── DATASET

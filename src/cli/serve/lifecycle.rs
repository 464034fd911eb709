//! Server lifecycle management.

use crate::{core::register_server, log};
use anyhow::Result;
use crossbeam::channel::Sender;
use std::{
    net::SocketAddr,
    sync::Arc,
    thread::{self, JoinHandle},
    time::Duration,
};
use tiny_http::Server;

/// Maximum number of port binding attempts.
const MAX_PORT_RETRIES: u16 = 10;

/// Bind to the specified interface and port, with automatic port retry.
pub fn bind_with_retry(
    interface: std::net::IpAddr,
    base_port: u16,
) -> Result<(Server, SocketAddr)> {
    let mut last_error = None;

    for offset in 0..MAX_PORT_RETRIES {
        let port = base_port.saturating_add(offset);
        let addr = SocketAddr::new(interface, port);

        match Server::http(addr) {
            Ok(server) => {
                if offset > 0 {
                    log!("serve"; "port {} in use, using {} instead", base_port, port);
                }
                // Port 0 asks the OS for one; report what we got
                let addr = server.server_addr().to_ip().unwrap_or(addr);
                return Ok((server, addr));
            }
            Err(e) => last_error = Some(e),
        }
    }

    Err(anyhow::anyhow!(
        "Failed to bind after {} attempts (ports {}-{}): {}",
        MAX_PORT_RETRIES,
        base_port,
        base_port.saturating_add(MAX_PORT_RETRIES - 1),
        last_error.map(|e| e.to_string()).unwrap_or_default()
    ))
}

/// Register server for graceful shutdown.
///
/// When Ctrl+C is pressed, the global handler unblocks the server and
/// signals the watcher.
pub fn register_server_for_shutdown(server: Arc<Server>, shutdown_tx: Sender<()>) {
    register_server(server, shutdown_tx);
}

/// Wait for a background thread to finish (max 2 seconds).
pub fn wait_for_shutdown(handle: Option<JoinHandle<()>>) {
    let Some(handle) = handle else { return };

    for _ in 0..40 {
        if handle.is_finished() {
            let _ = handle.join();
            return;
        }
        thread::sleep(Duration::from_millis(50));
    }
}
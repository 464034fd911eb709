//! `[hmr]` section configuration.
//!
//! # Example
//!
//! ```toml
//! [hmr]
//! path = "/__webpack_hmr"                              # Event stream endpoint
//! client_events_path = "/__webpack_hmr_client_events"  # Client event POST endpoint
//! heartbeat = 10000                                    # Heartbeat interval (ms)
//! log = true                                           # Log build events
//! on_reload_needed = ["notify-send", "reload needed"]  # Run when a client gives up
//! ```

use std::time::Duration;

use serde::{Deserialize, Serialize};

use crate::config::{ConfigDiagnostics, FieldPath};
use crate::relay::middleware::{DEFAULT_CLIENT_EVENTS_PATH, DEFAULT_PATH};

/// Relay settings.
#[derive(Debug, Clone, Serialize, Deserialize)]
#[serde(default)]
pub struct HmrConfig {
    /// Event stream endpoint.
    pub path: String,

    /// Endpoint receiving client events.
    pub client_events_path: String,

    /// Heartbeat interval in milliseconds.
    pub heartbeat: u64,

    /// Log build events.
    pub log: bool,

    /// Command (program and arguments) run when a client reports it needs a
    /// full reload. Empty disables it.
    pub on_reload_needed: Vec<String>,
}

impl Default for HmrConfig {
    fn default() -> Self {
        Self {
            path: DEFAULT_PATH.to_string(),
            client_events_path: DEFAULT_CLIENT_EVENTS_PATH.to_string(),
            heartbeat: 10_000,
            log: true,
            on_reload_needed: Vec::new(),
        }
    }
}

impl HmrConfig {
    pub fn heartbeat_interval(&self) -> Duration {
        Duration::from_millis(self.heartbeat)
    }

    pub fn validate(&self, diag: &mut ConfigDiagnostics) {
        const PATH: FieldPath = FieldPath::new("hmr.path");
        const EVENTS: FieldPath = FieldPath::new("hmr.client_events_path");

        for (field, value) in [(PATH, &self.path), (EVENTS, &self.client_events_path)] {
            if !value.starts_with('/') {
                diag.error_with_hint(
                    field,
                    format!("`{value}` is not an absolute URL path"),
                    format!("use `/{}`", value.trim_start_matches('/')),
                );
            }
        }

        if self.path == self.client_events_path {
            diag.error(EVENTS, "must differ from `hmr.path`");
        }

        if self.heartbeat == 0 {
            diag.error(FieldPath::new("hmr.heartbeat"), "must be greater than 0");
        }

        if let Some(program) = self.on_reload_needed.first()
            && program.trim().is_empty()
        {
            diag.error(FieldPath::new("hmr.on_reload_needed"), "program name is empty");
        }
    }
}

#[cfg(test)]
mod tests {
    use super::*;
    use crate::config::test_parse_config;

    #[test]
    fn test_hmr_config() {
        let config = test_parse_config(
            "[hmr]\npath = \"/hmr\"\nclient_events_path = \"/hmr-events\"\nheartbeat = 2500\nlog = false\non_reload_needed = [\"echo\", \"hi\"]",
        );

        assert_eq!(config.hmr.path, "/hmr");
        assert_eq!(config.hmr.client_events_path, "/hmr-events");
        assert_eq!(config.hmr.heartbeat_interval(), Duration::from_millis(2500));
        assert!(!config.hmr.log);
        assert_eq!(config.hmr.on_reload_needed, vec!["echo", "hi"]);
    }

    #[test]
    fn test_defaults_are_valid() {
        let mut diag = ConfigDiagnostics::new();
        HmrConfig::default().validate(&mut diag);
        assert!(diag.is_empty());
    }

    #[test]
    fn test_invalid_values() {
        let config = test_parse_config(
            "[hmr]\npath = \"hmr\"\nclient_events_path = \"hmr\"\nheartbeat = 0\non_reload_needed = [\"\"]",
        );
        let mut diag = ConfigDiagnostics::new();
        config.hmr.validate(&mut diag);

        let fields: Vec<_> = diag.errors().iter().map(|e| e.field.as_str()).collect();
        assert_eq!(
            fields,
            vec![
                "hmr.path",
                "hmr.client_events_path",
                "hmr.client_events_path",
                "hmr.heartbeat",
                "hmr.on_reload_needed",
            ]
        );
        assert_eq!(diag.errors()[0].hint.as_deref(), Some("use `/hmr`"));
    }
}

────

▶ WORK ORDER
Exactly as shown, repeat every record.

▶ RESPONSE
filename src/cli/serve/lifecycle.rs
repository 464034fd911eb709
//! Server lifecycle management.

use crate::{core::register_server, log};
use anyhow::Result;
use crossbeam::channel::Sender;
use std::{
    net::SocketAddr,
    sync::Arc,
    thread::{self, JoinHandle},
    time::Duration,
};
use tiny_http::Server;

/// Maximum number of port binding attempts.
const MAX_PORT_RETRIES: u16 = 10;

/// Bind to the specified interface and port, with automatic port retry.
pub fn bind_with_retry(
    interface: std::net::IpAddr,
    base_port: u16,
) -> Result<(Server, SocketAddr)> {
    let mut last_error = None;

    for offset in 0..MAX_PORT_RETRIES {
        let port = base_port.saturating_add(offset);
        let addr = SocketAddr::new(interface, port);

        match Server::http(addr) {
            Ok(server) => {
                if offset > 0 {
                    log!("serve"; "port {} in use, using {} instead", base_port, port);
                }
                // Port 0 asks the OS for one; report what we got
                let addr = server.server_addr().to_ip().unwrap_or(addr);
                return Ok((server, addr));
            }
            Err(e) => last_error = Some(e),
        }
    }

    Err(anyhow::anyhow!(
        "Failed to bind after {} attempts (ports {}-{}): {}",
        MAX_PORT_RETRIES,
        base_port,
        base_port.saturating_add(MAX_PORT_RETRIES - 1),
        last_error.map(|e| e.to_string()).unwrap_or_default()
    ))
}

/// Register server for graceful shutdown.
///
/// When Ctrl+C is pressed, the global handler unblocks the server and
/// signals the watcher.
pub fn register_server_for_shutdown(server: Arc<Server>, shutdown_tx: Sender<()>) {
    register_server(server, shutdown_tx);
}

/// Wait for a background thread to finish (max 2 seconds).
pub fn wait_for_shutdown(handle: Option<JoinHandle<()>>) {
    let Some(handle) = handle else { return };

    for _ in 0..40 {
        if handle.is_finished() {
            let _ = handle.join();
            return;
        }
        thread::sleep(Duration::from_millis(50));
    }
}
repository 464034fd911eb709
//! `[hmr]` section configuration.
//!
//! # Example
//!
//! ```toml
//! [hmr]
//! path = "/__webpack_hmr"                              # Event stream endpoint
//! client_events_path = "/__webpack_hmr_client_events"  # Client event POST endpoint
//! heartbeat = 10000                                    # Heartbeat interval (ms)
//! log = true                                           # Log build events
//! on_reload_needed = ["notify-send", "reload needed"]  # Run when a client gives up
//! ```

use std::time::Duration;

use serde::{Deserialize, Serialize};

use crate::config::{ConfigDiagnostics, FieldPath};
use crate::relay::middleware::{DEFAULT_CLIENT_EVENTS_PATH, DEFAULT_PATH};

/// Relay settings.
#[derive(Debug, Clone, Serialize, Deserialize)]
#[serde(default)]
pub struct HmrConfig {
    /// Event stream endpoint.
    pub path: String,

    /// Endpoint receiving client events.
    pub client_events_path: String,

    /// Heartbeat interval in milliseconds.
    pub heartbeat: u64,

    /// Log build events.
    pub log: bool,

    /// Command (program and arguments) run when a client reports it needs a
    /// full reload. Empty disables it.
    pub on_reload_needed: Vec<String>,
}

impl Default for HmrConfig {
    fn default() -> Self {
        Self {
            path: DEFAULT_PATH.to_string(),
            client_events_path: DEFAULT_CLIENT_EVENTS_PATH.to_string(),
            heartbeat: 10_000,
            log: true,
            on_reload_needed: Vec::new(),
        }
    }
}

impl HmrConfig {
    pub fn heartbeat_interval(&self) -> Duration {
        Duration::from_millis(self.heartbeat)
    }

    pub fn validate(&self, diag: &mut ConfigDiagnostics) {
        const PATH: FieldPath = FieldPath::new("hmr.path");
        const EVENTS: FieldPath = FieldPath::new("hmr.client_events_path");

        for (field, value) in [(PATH, &self.path), (EVENTS, &self.client_events_path)] {
            if !value.starts_with('/') {
                diag.error_with_hint(
                    field,
                    format!("`{value}` is not an absolute URL path"),
                    format!("use `/{}`", value.trim_start_matches('/')),
                );
            }
        }

        if self.path == self.client_events_path {
            diag.error(EVENTS, "must differ from `hmr.path`");
        }

        if self.heartbeat == 0 {
            diag.error(FieldPath::new("hmr.heartbeat"), "must be greater than 0");
        }

        if let Some(program) = self.on_reload_needed.first()
            && program.trim().is_empty()
        {
            diag.error(FieldPath::new("hmr.on_reload_needed"), "program name is empty");
        }
    }
}

#[cfg(test)]
mod tests {
    use super::*;
    use crate::config::test_parse_config;

    #[test]
    fn test_hmr_config() {
        let config = test_parse_config(
            "[hmr]\npath = \"/hmr\"\nclient_events_path = \"/hmr-events\"\nheartbeat = 2500\nlog = false\non_reload_needed = [\"echo\", \"hi\"]",
        );

        assert_eq!(config.hmr.path, "/hmr");
        assert_eq!(config.hmr.client_events_path, "/hmr-events");
        assert_eq!(config.hmr.heartbeat_interval(), Duration::from_millis(2500));
        assert!(!config.hmr.log);
        assert_eq!(config.hmr.on_reload_needed, vec!["echo", "hi"]);
    }

    #[test]
    fn test_defaults_are_valid() {
        let mut diag = ConfigDiagnostics::new();
        HmrConfig::default().validate(&mut diag);
        assert!(diag.is_empty());
    }

    #[test]
    fn test_invalid_values() {
        let config = test_parse_config(
            "[hmr]\npath = \"hmr\"\nclient_events_path = \"hmr\"\nheartbeat = 0\non_reload_needed = [\"\"]",
        );
        let mut diag = ConfigDiagnostics::new();
        config.hmr.validate(&mut diag);

        let fields: Vec<_> = diag.errors().iter().map(|e| e.field.as_str()).collect();
        assert_eq!(
            fields,
            vec![
                "hmr.path",
                "hmr.client_events_path",
                "hmr.client_events_path",
                "hmr.heartbeat",
                "hmr.on_reload_needed",
            ]
        );
        assert_eq!(diag.errors()[0].hint.as_deref(), Some("use `/hmr`"));
    }
}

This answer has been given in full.